Tenho ouvido falar muito sobre o estatuto dos alunos. Governo, partido do governo e parte da oposição falam sobre o assunto aparentemente com alguma paixão política. Mas em tais termos que dou por mim a pensar que é como se ninguém quisesse saber dos verdadeiros problemas actuais que enfrentamos e antes estivessem todos interessados em descansar clientelas - de interesses, partidárias, ideológicas, ... não consigo perceber bem.

Do estatuto dos alunos, o assunto dominante é feito de faltas que se podem dar e de efeitos das faltas que se dão. Um dos dilemas aparentes a separar a direita da esquerda é sobre isso.

Do estatuto do aluno ou outro qualquer regulamento aplicável a pessoas que requerem serviços do estado com mobilização de recursos da sociedade não devia constar especificação sobre o direito de faltar. Não é normal esperar que falte às marcações quem pediu os serviços. E não é normal que se diga quantas vezes pode faltar sem consequências de maior. Como não é normal esperar que o agente prestador do serviço falte e muito menos se estabeleça quantas vezes pode ele faltar sem problemas. Pode ser preciso e inevitável ao requerente e ao agente faltar a uma marcação. Mas isso deve ser objecto de tratamento e apreciação dos responsáveis dos jovens e dos serviços, caso a caso, falta a falta.

Sobre este assunto, as garantias estão na exigência dos cidadãos quanto ao direito de base do respeito pela sua vida individual e quanto à qualidade dos serviços que tornam a vida social democrática possível, de cada um e de todos.

A minha mãe nunca me falava de faltas que se dão e só de faltas que se cometem. Eu sei que me apetecia faltar, que queria abandonar as coisas de que não gostava no momento. Mas a voz da razão de outros lembrava-me todos os dias que, ainda que mal feito e desajeitado, os outros contavam com a minha contribuição infinitesimal. Não me lembro de faltas sem consequências, nem me lembro de reprimendas quando tinha mesmo de faltar.
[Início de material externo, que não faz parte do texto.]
//! Pretty-printing for IR
//!
//! Provides human-readable output for debugging IR structures.

use super::block::BasicBlock;
use super::function::IrFunction;
use super::instr::IrInstr;
use super::module::IrModule;
use super::value::IrValue;
use std::fmt::Write;

/// Trait for pretty-printing IR constructs
pub trait PrettyPrint {
    fn pretty_print(&self) -> String;
}

impl PrettyPrint for IrModule {
    fn pretty_print(&self) -> String {
        let mut output = String::new();
        writeln!(output, "; module {}", self.name).unwrap();
        writeln!(output).unwrap();

        // Print classes
        for class in &self.classes {
            writeln!(output, "; class {}", class.name).unwrap();
            for field in &class.fields {
                writeln!(output, ";   field {}: type{}", field.name, field.ty.as_u32()).unwrap();
            }
            writeln!(output).unwrap();
        }

        // Print functions
        for func in &self.functions {
            output.push_str(&func.pretty_print());
            writeln!(output).unwrap();
        }

        output
    }
}

impl PrettyPrint for IrFunction {
    fn pretty_print(&self) -> String {
        let mut output = String::new();

        // Function signature
        let params: Vec<String> = self.params.iter().map(|p| format!("{}", p)).collect();
        writeln!(
            output,
            "fn {}({}) -> type{} {{",
            self.name,
            params.join(", "),
            self.return_ty.as_u32()
        )
        .unwrap();

        // Locals
        if !self.locals.is_empty() {
            write!(output, "  ; locals: ").unwrap();
            let locals: Vec<String> = self.locals.iter().map(|l| format!("{}", l)).collect();
            writeln!(output, "{}", locals.join(", ")).unwrap();
        }

        // Blocks
        for block in &self.blocks {
            output.push_str(&block.pretty_print_indented(2));
        }

        writeln!(output, "}}").unwrap();
        output
    }
}

impl BasicBlock {
    fn pretty_print_indented(&self, indent: usize) -> String {
        let mut output = String::new();
        let prefix = " ".repeat(indent);

        // Block header
        if let Some(label) = &self.label {
            writeln!(output, "{}{}: ; {}", prefix, self.id, label).unwrap();
        } else {
            writeln!(output, "{}{}:", prefix, self.id).unwrap();
        }

        // Instructions
        for instr in &self.instructions {
            writeln!(output, "{}  {}", prefix, format_instr(instr)).unwrap();
        }

        // Terminator
        writeln!(output, "{}  {}", prefix, self.terminator).unwrap();

        output
    }
}

fn format_instr(instr: &IrInstr) -> String {
    match instr {
        IrInstr::Assign { dest, value } => {
            format!("{} = {}", dest, format_value(value))
        }
        IrInstr::BinaryOp {
            dest,
            op,
            left,
            right,
        } => {
            format!("{} = {} {} {}", dest, left, op, right)
        }
        IrInstr::UnaryOp { dest, op, operand } => {
            format!("{} = {}{}", dest, op, operand)
        }
        IrInstr::Call { dest, func, args } => {
            let args_str: Vec<String> = args.iter().map(|a| format!("{}", a)).collect();
            if let Some(d) = dest {
                format!("{} = call {}({})", d, func, args_str.join(", "))
            } else {
                format!("call {}({})", func, args_str.join(", "))
            }
        }
        IrInstr::CallMethod {
            dest,
            object,
            method,
            args,
        } => {
            let args_str: Vec<String> = args.iter().map(|a| format!("{}", a)).collect();
            if let Some(d) = dest {
                format!(
                    "{} = call_method {}.method{}({})",
                    d,
                    object,
                    method,
                    args_str.join(", ")
                )
            } else {
                format!(
                    "call_method {}.method{}({})",
                    object,
                    method,
                    args_str.join(", ")
                )
            }
        }
        IrInstr::NativeCall {
            dest,
            native_id,
            args,
        } => {
            let args_str: Vec<String> = args.iter().map(|a| format!("{}", a)).collect();
            let native_name = crate::native_id::native_name(*native_id);
            if let Some(d) = dest {
                format!(
                    "{} = native_call {}({})",
                    d,
                    native_name,
                    args_str.join(", ")
                )
            } else {
                format!(
                    "native_call {}({})",
                    native_name,
                    args_str.join(", ")
                )
            }
        }
        IrInstr::ModuleNativeCall {
            dest,
            local_idx,
            args,
        } => {
            let args_str: Vec<String> = args.iter().map(|a| format!("{}", a)).collect();
            if let Some(d) = dest {
                format!(
                    "{} = module_native_call [{}]({})",
                    d,
                    local_idx,
                    args_str.join(", ")
                )
            } else {
                format!(
                    "module_native_call [{}]({})",
                    local_idx,
                    args_str.join(", ")
                )
            }
        }
        IrInstr::InstanceOf { dest, object, class_id } => {
            format!("{} = {} instanceof class{}", dest, object, class_id.as_u32())
        }
        IrInstr::Cast { dest, object, class_id } => {
            format!("{} = {} as class{}", dest, object, class_id.as_u32())
        }
        IrInstr::LoadLocal { dest, index } => {
            format!("{} = load_local {}", dest, index)
        }
        IrInstr::StoreLocal { index, value } => {
            format!("store_local {} = {}", index, value)
        }
        IrInstr::PopToLocal { index } => {
            format!("pop_to_local {}", index)
        }
        IrInstr::LoadGlobal { dest, index } => {
            format!("{} = load_global {}", dest, index)
        }
        IrInstr::StoreGlobal { index, value } => {
            format!("store_global {} = {}", index, value)
        }
        IrInstr::LoadField { dest, object, field } => {
            format!("{} = load_field {}.field{}", dest, object, field)
        }
        IrInstr::StoreField {
            object,
            field,
            value,
        } => {
            format!("store_field {}.field{} = {}", object, field, value)
        }
        IrInstr::JsonLoadProperty { dest, object, property } => {
            format!("{} = json_get {}.\"{}\"", dest, object, property)
        }
        IrInstr::JsonStoreProperty {
            object,
            property,
            value,
        } => {
            format!("json_set {}.\"{}\" = {}", object, property, value)
        }
        IrInstr::LateBoundMember { dest, object, property } => {
            format!("{} = late_bound {}.{}", dest, object, property)
        }
        IrInstr::LoadElement { dest, array, index } => {
            format!("{} = load_elem {}[{}]", dest, array, index)
        }
        IrInstr::StoreElement {
            array,
            index,
            value,
        } => {
            format!("store_elem {}[{}] = {}", array, index, value)
        }
        IrInstr::NewObject { dest, class } => {
            format!("{} = new_object {}", dest, class)
        }
        IrInstr::NewArray { dest, len, elem_ty } => {
            format!("{} = new_array type{}[{}]", dest, elem_ty.as_u32(), len)
        }
        IrInstr::ArrayLiteral {
            dest,
            elements,
            elem_ty,
        } => {
            let elems: Vec<String> = elements.iter().map(|e| format!("{}", e)).collect();
            format!(
                "{} = array_literal type{}[{}]",
                dest,
                elem_ty.as_u32(),
                elems.join(", ")
            )
        }
        IrInstr::ObjectLiteral { dest, class, fields } => {
            let field_strs: Vec<String> = fields
                .iter()
                .map(|(idx, val)| format!("field{}: {}", idx, val))
                .collect();
            format!(
                "{} = object_literal {} {{ {} }}",
                dest,
                class,
                field_strs.join(", ")
            )
        }
        IrInstr::ArrayLen { dest, array } => {
            format!("{} = array_len {}", dest, array)
        }
        IrInstr::ArrayPush { array, element } => {
            format!("array_push {}, {}", array, element)
        }
        IrInstr::ArrayPop { dest, array } => {
            format!("{} = array_pop {}", dest, array)
        }
        IrInstr::StringLen { dest, string } => {
            format!("{} = string_len {}", dest, string)
        }
        IrInstr::Typeof { dest, operand } => {
            format!("{} = typeof {}", dest, operand)
        }
        IrInstr::Phi { dest, sources } => {
            let srcs: Vec<String> = sources
                .iter()
                .map(|(block, reg)| format!("[{}: {}]", block, reg))
                .collect();
            format!("{} = phi {}", dest, srcs.join(", "))
        }
        IrInstr::MakeClosure { dest, func, captures } => {
            let caps: Vec<String> = captures.iter().map(|c| format!("{}", c)).collect();
            format!("{} = make_closure {}({})", dest, func, caps.join(", "))
        }
        IrInstr::LoadCaptured { dest, index } => {
            format!("{} = load_captured {}", dest, index)
        }
        IrInstr::StoreCaptured { index, value } => {
            format!("store_captured {} = {}", index, value)
        }
        IrInstr::SetClosureCapture { closure, index, value } => {
            format!("set_closure_capture {}.captures[{}] = {}", closure, index, value)
        }
        IrInstr::NewRefCell { dest, initial_value } => {
            format!("{} = new_refcell({})", dest, initial_value)
        }
        IrInstr::LoadRefCell { dest, refcell } => {
            format!("{} = load_refcell({})", dest, refcell)
        }
        IrInstr::StoreRefCell { refcell, value } => {
            format!("store_refcell {} = {}", refcell, value)
        }
        IrInstr::CallClosure { dest, closure, args } => {
            let args_str: Vec<String> = args.iter().map(|a| format!("{}", a)).collect();
            if let Some(d) = dest {
                format!("{} = call_closure {}({})", d, closure, args_str.join(", "))
            } else {
                format!("call_closure {}({})", closure, args_str.join(", "))
            }
        }
        IrInstr::StringCompare { dest, left, right, mode, negate } => {
            let op = if *negate { "!=" } else { "==" };
            format!("{} = string_compare({}) {} {} {}", dest, mode, left, op, right)
        }
        IrInstr::ToString { dest, operand } => {
            format!("{} = to_string {}", dest, operand)
        }
        IrInstr::Spawn { dest, func, args } => {
            let args_str = args.iter().map(|a| format!("{}", a)).collect::<Vec<_>>().join(", ");
            format!("{} = spawn {}({})", dest, func, args_str)
        }
        IrInstr::SpawnClosure { dest, closure, args } => {
            let args_str = args.iter().map(|a| format!("{}", a)).collect::<Vec<_>>().join(", ");
            format!("{} = spawn_closure {}({})", dest, closure, args_str)
        }
        IrInstr::Await { dest, task } => {
            format!("{} = await {}", dest, task)
        }
        IrInstr::AwaitAll { dest, tasks } => {
            format!("{} = await_all {}", dest, tasks)
        }
        IrInstr::Sleep { duration_ms } => {
            format!("sleep {}", duration_ms)
        }
        IrInstr::Debugger => {
            "debugger".to_string()
        }
        IrInstr::Yield => {
            "yield".to_string()
        }
        IrInstr::NewMutex { dest } => {
            format!("{} = new_mutex", dest)
        }
        IrInstr::NewChannel { dest, capacity } => {
            format!("{} = new_channel({})", dest, capacity)
        }
        IrInstr::MutexLock { mutex } => {
            format!("mutex_lock {}", mutex)
        }
        IrInstr::MutexUnlock { mutex } => {
            format!("mutex_unlock {}", mutex)
        }
        IrInstr::TaskCancel { task } => {
            format!("task_cancel {}", task)
        }
        IrInstr::SetupTry { catch_block, finally_block } => {
            if let Some(finally) = finally_block {
                format!("setup_try catch={}, finally={}", catch_block, finally)
            } else {
                format!("setup_try catch={}", catch_block)
            }
        }
        IrInstr::EndTry => {
            "end_try".to_string()
        }
        IrInstr::BindMethod { dest, object, method } => {
            format!("{} = bind_method {}.method{}", dest, object, method)
        }
    }
}

fn format_value(value: &IrValue) -> String {
    match value {
        IrValue::Register(reg) => format!("{}", reg),
        IrValue::Constant(c) => format!("{}", c),
    }
}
Os alunos que dão faltas às aulas e a quem os pais faltam, faltam ao respeito a toda a gente. Temos de conquistar o seu respeito, dando-nos ao respeito. O governo deve dar meios às escolas (autoridade, por exemplo) para tratar deles e acompanhá-los até à saída desta vida se a recusarem persistentemente. Os professores, que conhecem os alunos que cometem faltas contra eles, precisam de saber o que acontece ao jovem se sair da escola como jovem e problema. As instituições e os agentes educativos precisam de saber o que o estado está decidido a fazer para além de mandar para debaixo de um tapete de palavras os jovens e os pais que dão faltas uns aos outros.